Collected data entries
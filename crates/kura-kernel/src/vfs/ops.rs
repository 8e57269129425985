//! Backend operations trait.
//!
//! Every storage backend implements [`Backend`]. Paths arrive already
//! normalized by the [`FileSystem`](super::FileSystem) facade: separator-joined,
//! relative to the backend root, with the root itself being `""`.

use async_trait::async_trait;
use std::time::SystemTime;

use super::types::{ByteStream, Config, PathStream};
use super::VfsResult;

/// Core storage contract.
///
/// Read-class calls on a missing target return [`VfsError::NotFound`](super::VfsError::NotFound)
/// through the normal result channel. `delete`, `delete_directory`, `copy` and
/// `move_file` on a missing source complete without error and change nothing.
/// Write-class calls create missing parent directories.
#[async_trait]
pub trait Backend: Send + Sync {
    // ========================================================================
    // Reading
    // ========================================================================

    /// Returns true if a file (not a directory) exists at `path`.
    async fn file_exists(&self, path: &str) -> VfsResult<bool>;

    /// Read the whole file.
    async fn read(&self, path: &str) -> VfsResult<Vec<u8>>;

    /// Read the file as a stream of chunks.
    async fn read_stream(&self, path: &str) -> VfsResult<ByteStream>;

    /// Returns true if `path` names a directory.
    async fn is_directory(&self, path: &str) -> VfsResult<bool>;

    /// List full paths under `path`.
    ///
    /// Files of a directory come first, then its sub-directories. With `deep`
    /// each sub-directory is walked in turn (pre-order); with
    /// `show_directories` directory paths are yielded too. An unresolvable
    /// location produces an empty stream.
    fn list_contents(&self, path: &str, deep: bool, show_directories: bool) -> PathStream;

    // ========================================================================
    // Writing
    // ========================================================================

    /// Create or overwrite a file.
    async fn write(&self, path: &str, content: &[u8], config: &Config) -> VfsResult<()>;

    /// Create or overwrite a file from a stream.
    ///
    /// A stream error fails with [`VfsError::StreamFailure`](super::VfsError::StreamFailure)
    /// and leaves the target untouched.
    async fn write_stream(&self, path: &str, content: ByteStream, config: &Config)
        -> VfsResult<()>;

    /// Remove a file.
    async fn delete(&self, path: &str) -> VfsResult<()>;

    /// Remove a directory and everything under it.
    async fn delete_directory(&self, path: &str) -> VfsResult<()>;

    /// Create a directory and any missing parents.
    async fn create_directory(&self, path: &str, config: &Config) -> VfsResult<()>;

    /// Copy a file, then remove the source.
    async fn move_file(&self, source: &str, destination: &str, config: &Config)
        -> VfsResult<()>;

    /// Copy a file, creating the destination's parent directories.
    async fn copy(&self, source: &str, destination: &str, config: &Config) -> VfsResult<()>;

    // ========================================================================
    // Metadata
    // ========================================================================

    /// Content type of the file at `path`.
    async fn mime_type(&self, path: &str) -> VfsResult<String>;

    /// Time of last modification.
    async fn last_modified(&self, path: &str) -> VfsResult<SystemTime>;

    /// File size in bytes.
    async fn file_size(&self, path: &str) -> VfsResult<u64>;

    /// Returns true if this backend rejects write-class calls.
    fn read_only(&self) -> bool {
        false
    }
}
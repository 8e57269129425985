//! VFS backends.
//!
//! Backends implement [`Backend`](super::Backend) for different storage types.

mod local;
mod memory;

pub use local::LocalBackend;
pub use memory::{TreeWalk, VirtualTree};
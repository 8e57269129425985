//! Settings for building a [`FileSystem`] from a TOML file.
//!
//! ```toml
//! backend = "local"      # "memory" (default) or "local"
//! root = "/srv/data"     # required for "local"
//! read_only = false
//! separator = "/"        # segment separator of the in-memory tree
//!
//! [defaults]
//! permission = 0o644     # merged into every write-class call
//! ```

use std::path::{Path, PathBuf};

use serde::{Deserialize, Serialize};

use crate::vfs::{
    Config, FileSystem, LocalBackend, StandardNormalizer, VfsError, VfsResult, VirtualTree,
    DEFAULT_SEPARATOR,
};

/// Which storage backend the facade wraps.
#[derive(Debug, Clone, Copy, Default, PartialEq, Eq, Serialize, Deserialize)]
#[serde(rename_all = "lowercase")]
pub enum BackendKind {
    /// In-memory [`VirtualTree`].
    #[default]
    Memory,
    /// Disk-backed [`LocalBackend`].
    Local,
}

/// Settings file contents.
#[derive(Debug, Clone, PartialEq, Eq, Serialize, Deserialize)]
#[serde(deny_unknown_fields)]
pub struct Settings {
    #[serde(default)]
    pub backend: BackendKind,

    /// Root directory of the local backend.
    #[serde(default)]
    pub root: Option<PathBuf>,

    /// Reject write-class calls (local backend only).
    #[serde(default)]
    pub read_only: bool,

    #[serde(default = "default_separator")]
    pub separator: String,

    /// Config merged into every write-class call.
    #[serde(default)]
    pub defaults: Config,
}

fn default_separator() -> String {
    DEFAULT_SEPARATOR.to_string()
}

impl Default for Settings {
    fn default() -> Self {
        Self {
            backend: BackendKind::default(),
            root: None,
            read_only: false,
            separator: default_separator(),
            defaults: Config::default(),
        }
    }
}

impl Settings {
    /// Load settings from a TOML file.
    pub fn load(path: impl AsRef<Path>) -> VfsResult<Self> {
        let path = path.as_ref();
        let content = std::fs::read_to_string(path)
            .map_err(|e| VfsError::config(format!("failed to read {}: {}", path.display(), e)))?;
        tracing::debug!(path = %path.display(), "loaded settings");
        Self::from_toml(&content)
    }

    /// Parse settings from TOML text. Missing keys take their defaults.
    pub fn from_toml(content: &str) -> VfsResult<Self> {
        let settings: Settings =
            toml::from_str(content).map_err(|e| VfsError::config(e.to_string()))?;
        if settings.separator.is_empty() {
            return Err(VfsError::config("separator must not be empty"));
        }
        Ok(settings)
    }

    /// Build the configured facade.
    pub fn build_filesystem(&self) -> VfsResult<FileSystem> {
        let fs = match self.backend {
            BackendKind::Memory => {
                FileSystem::new(VirtualTree::with_separator(self.separator.clone()))
                    .with_normalizer(StandardNormalizer::new(self.separator.clone()))
            }
            BackendKind::Local => {
                let root = self
                    .root
                    .as_ref()
                    .ok_or_else(|| VfsError::config("local backend requires `root`"))?;
                let mut backend = LocalBackend::new(root);
                backend.set_read_only(self.read_only);
                tracing::info!(root = %backend.root().display(), read_only = self.read_only, "local backend");
                FileSystem::new(backend)
            }
        };
        Ok(fs.with_config(self.defaults))
    }
}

Task brief: Could you restate word for word the lines above from the one containing "async fn last_modified(&self, path: &str)" through the one containing "(local backend only).", both included, and nothing else?

Solution for this task:
    async fn last_modified(&self, path: &str) -> VfsResult<SystemTime>;

    /// File size in bytes.
    async fn file_size(&self, path: &str) -> VfsResult<u64>;

    /// Returns true if this backend rejects write-class calls.
    fn read_only(&self) -> bool {
        false
    }
}
repository 8e57269129425985
//! VFS backends.
//!
//! Backends implement [`Backend`](super::Backend) for different storage types.

mod local;
mod memory;

pub use local::LocalBackend;
pub use memory::{TreeWalk, VirtualTree};
repository 8e57269129425985
//! Settings for building a [`FileSystem`] from a TOML file.
//!
//! ```toml
//! backend = "local"      # "memory" (default) or "local"
//! root = "/srv/data"     # required for "local"
//! read_only = false
//! separator = "/"        # segment separator of the in-memory tree
//!
//! [defaults]
//! permission = 0o644     # merged into every write-class call
//! ```

use std::path::{Path, PathBuf};

use serde::{Deserialize, Serialize};

use crate::vfs::{
    Config, FileSystem, LocalBackend, StandardNormalizer, VfsError, VfsResult, VirtualTree,
    DEFAULT_SEPARATOR,
};

/// Which storage backend the facade wraps.
#[derive(Debug, Clone, Copy, Default, PartialEq, Eq, Serialize, Deserialize)]
#[serde(rename_all = "lowercase")]
pub enum BackendKind {
    /// In-memory [`VirtualTree`].
    #[default]
    Memory,
    /// Disk-backed [`LocalBackend`].
    Local,
}

/// Settings file contents.
#[derive(Debug, Clone, PartialEq, Eq, Serialize, Deserialize)]
#[serde(deny_unknown_fields)]
pub struct Settings {
    #[serde(default)]
    pub backend: BackendKind,

    /// Root directory of the local backend.
    #[serde(default)]
    pub root: Option<PathBuf>,

    /// Reject write-class calls (local backend only).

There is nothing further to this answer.